Ripe fruits are usually eaten as breakfast dessert, while green fruits are used as a vegetable for such dishes as “tinolang manok.” The green fruits are also picked or processed into papain.
Ripe fruits are excellent sources of vitamin C. It also contains vitamin A and B, thiamine, riboflavin and niacin. It contains seven to nine percent fructose sugar but has very little starch.
Papain – an enzyme derived from green papaya fruits – is used in the preparation of food, beverages, medicines, in softening wool, in silk degumming, as a meat tenderizer, and as a stabilizer in beef processing.
The average production of papaya fruits per hectare from 1980-1987 remained almost static – 11.28 tons in 1980 and 14.51 tons in 1987.
The area devoted to papaya in 1980 was 8,440 hectares and only 6,090 hectares in 1987. Southern Tagalog region had the biggest hectarage reduction attributable mainly to the occurance of the dreaded disease called ringspot virus, which wiped out large papaya plantings in Cavite and Batangas.
Varieties . Genetically homogenous varieties with similar flower types and fruit charcterisitics are non-existent due to the high degree of cross pollination among plants of divers genetic characteristics. Existing varieties are generally identified by meaning of contrasting phenotype characteristic such as dwarf versus purple; yellow versus reddish flesh and small versus large fruits.

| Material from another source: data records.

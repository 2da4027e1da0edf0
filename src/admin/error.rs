use std::path::{Path, PathBuf};

use crate::types::FlatError;
use thiserror::Error;

/// Error type for administrative operations.
#[derive(Debug, Error)]
pub enum AdminError {
    /// Buffer file not found at the specified path.
    #[error("file not found: {0}")]
    MissingFile(PathBuf),
    /// Core library error.
    #[error(transparent)]
    Core(#[from] FlatError),
    /// I/O error.
    #[error(transparent)]
    Io(#[from] std::io::Error),
}

/// Result type alias for administrative operations.
pub type Result<T> = std::result::Result<T, AdminError>;

impl AdminError {
    pub(crate) fn missing_file(path: impl AsRef<Path>) -> Self {
        AdminError::MissingFile(path.as_ref().to_path_buf())
    }
}

pub(crate) fn ensure_exists(path: &Path) -> Result<()> {
    if path.exists() {
        Ok(())
    } else {
        Err(AdminError::missing_file(path))
    }
}
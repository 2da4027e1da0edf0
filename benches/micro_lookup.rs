//! Micro benchmarks for hash table lookups on serialized buffers.
#![forbid(unsafe_code)]
#![allow(missing_docs)]

use criterion::{black_box, criterion_group, criterion_main, BenchmarkId, Criterion, Throughput};
use flatval::{Reader, Value, Writer, WriterOptions};
use rand::seq::SliceRandom;
use rand::SeedableRng;
use rand_chacha::ChaCha8Rng;

const KEYS: u32 = 16_384;
const SAMPLES: usize = 4_096;

fn key(k: usize) -> Value {
    Value::String(format!("key-{k}"))
}

fn build(load: f64) -> Reader {
    let map = Value::Map(
        (0..KEYS)
            .map(|k| (key(k as usize), Value::U32(k)))
            .collect(),
    );
    let buf = Writer::with_options(WriterOptions::default().max_load_factor(load))
        .serialize(&map)
        .expect("serialize");
    Reader::from_bytes(buf).expect("open")
}

fn micro_lookup(c: &mut Criterion) {
    let mut group = c.benchmark_group("micro/lookup");
    group.sample_size(30);

    // half of the probes miss
    let mut probes: Vec<Value> = (0..KEYS as usize * 2).map(key).collect();
    probes.shuffle(&mut ChaCha8Rng::seed_from_u64(0xBEEF_F00D));
    probes.truncate(SAMPLES);

    for load in [0.5, 0.75, 1.0] {
        let reader = build(load);
        let root = reader.root().expect("root");
        group.throughput(Throughput::Elements(SAMPLES as u64));
        group.bench_function(BenchmarkId::new("map_get", load), |b| {
            b.iter(|| {
                let mut hits = 0usize;
                for probe in &probes {
                    if reader.map_get(root, probe).expect("lookup").is_some() {
                        hits += 1;
                    }
                }
                black_box(hits)
            });
        });
    }

    group.finish();
}

criterion_group!(benches, micro_lookup);
criterion_main!(benches);
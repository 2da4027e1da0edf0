use std::cmp::Ordering;

/// A numeric scalar widened to one of three representations.
///
/// Comparisons are by mathematical value: a negative signed value is below
/// every unsigned value, and floats compare exactly against integers.
#[derive(Copy, Clone, Debug)]
pub enum Number {
    /// Any signed integer kind.
    Int(i64),
    /// Any unsigned integer kind (and `Bool`).
    UInt(u64),
    /// `Float32`.
    Float(f32),
}

const TWO_POW_127: f64 = 170_141_183_460_469_231_731_687_303_715_884_105_728.0;

impl Number {
    /// Exact integer value, if the number is integral.
    pub fn as_i128(self) -> Option<i128> {
        match self {
            Number::Int(v) => Some(v as i128),
            Number::UInt(v) => Some(v as i128),
            Number::Float(f) => {
                let f = f as f64;
                if f.is_finite() && f.fract() == 0.0 && f.abs() < TWO_POW_127 {
                    Some(f as i128)
                } else {
                    None
                }
            }
        }
    }

    /// Ordering by mathematical value; `None` when a NaN is involved.
    pub fn compare(self, other: Number) -> Option<Ordering> {
        match (self, other) {
            (Number::Int(a), Number::Int(b)) => Some(a.cmp(&b)),
            (Number::UInt(a), Number::UInt(b)) => Some(a.cmp(&b)),
            (Number::Int(a), Number::UInt(b)) => Some(cmp_signed_unsigned(a, b)),
            (Number::UInt(a), Number::Int(b)) => Some(cmp_signed_unsigned(b, a).reverse()),
            (Number::Float(a), Number::Float(b)) => a.partial_cmp(&b),
            (Number::Float(a), Number::Int(b)) => cmp_float_int(a, b as i128),
            (Number::Float(a), Number::UInt(b)) => cmp_float_int(a, b as i128),
            (Number::Int(a), Number::Float(b)) => {
                cmp_float_int(b, a as i128).map(Ordering::reverse)
            }
            (Number::UInt(a), Number::Float(b)) => {
                cmp_float_int(b, a as i128).map(Ordering::reverse)
            }
        }
    }

    /// Total ordering used by sorts: NaN sorts above every other number.
    pub fn sort_cmp(self, other: Number) -> Ordering {
        match self.compare(other) {
            Some(ord) => ord,
            None => match (self.is_nan(), other.is_nan()) {
                (true, true) => Ordering::Equal,
                (true, false) => Ordering::Greater,
                _ => Ordering::Less,
            },
        }
    }

    /// Equality by mathematical value.
    pub fn num_eq(self, other: Number) -> bool {
        self.compare(other) == Some(Ordering::Equal)
    }

    /// True for a float NaN.
    pub fn is_nan(self) -> bool {
        matches!(self, Number::Float(f) if f.is_nan())
    }
}

fn cmp_signed_unsigned(a: i64, b: u64) -> Ordering {
    if a < 0 {
        Ordering::Less
    } else {
        (a as u64).cmp(&b)
    }
}

fn cmp_float_int(f: f32, i: i128) -> Option<Ordering> {
    let f = f as f64;
    if f.is_nan() {
        return None;
    }
    if f >= TWO_POW_127 {
        return Some(Ordering::Greater);
    }
    if f < -TWO_POW_127 {
        return Some(Ordering::Less);
    }
    let whole = f.trunc();
    match (whole as i128).cmp(&i) {
        Ordering::Equal => (f - whole).partial_cmp(&0.0),
        other => Some(other),
    }
}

Common varieties include the Cavite Special and Solo. The former is co called because of its dominance in Cavite and neighboring provinces. It produces large and oblong fruits that each weigh three to five kilograms. It is dwarf and highly hermaphroditic (bearing both male and female flowers). IT begins to flower six to eight months after planting. The flesh is thick and yellowish.
The Solo variety usually refers to the Hawaiian strain and is so called because one fruit is adequate for one serving per person. It is hermaphroditic and produce high quality fruits with excellent flavors. Flesh color depends on the strain. For instance, sunrise has reddish flesh while Kapoho and Waimanalo have yellowish flesh color.
The fruits have excellent eating quality. Fruit shape varies from round to pear-shaped and measures 15 centimeters long and 10 centimeters in diameter.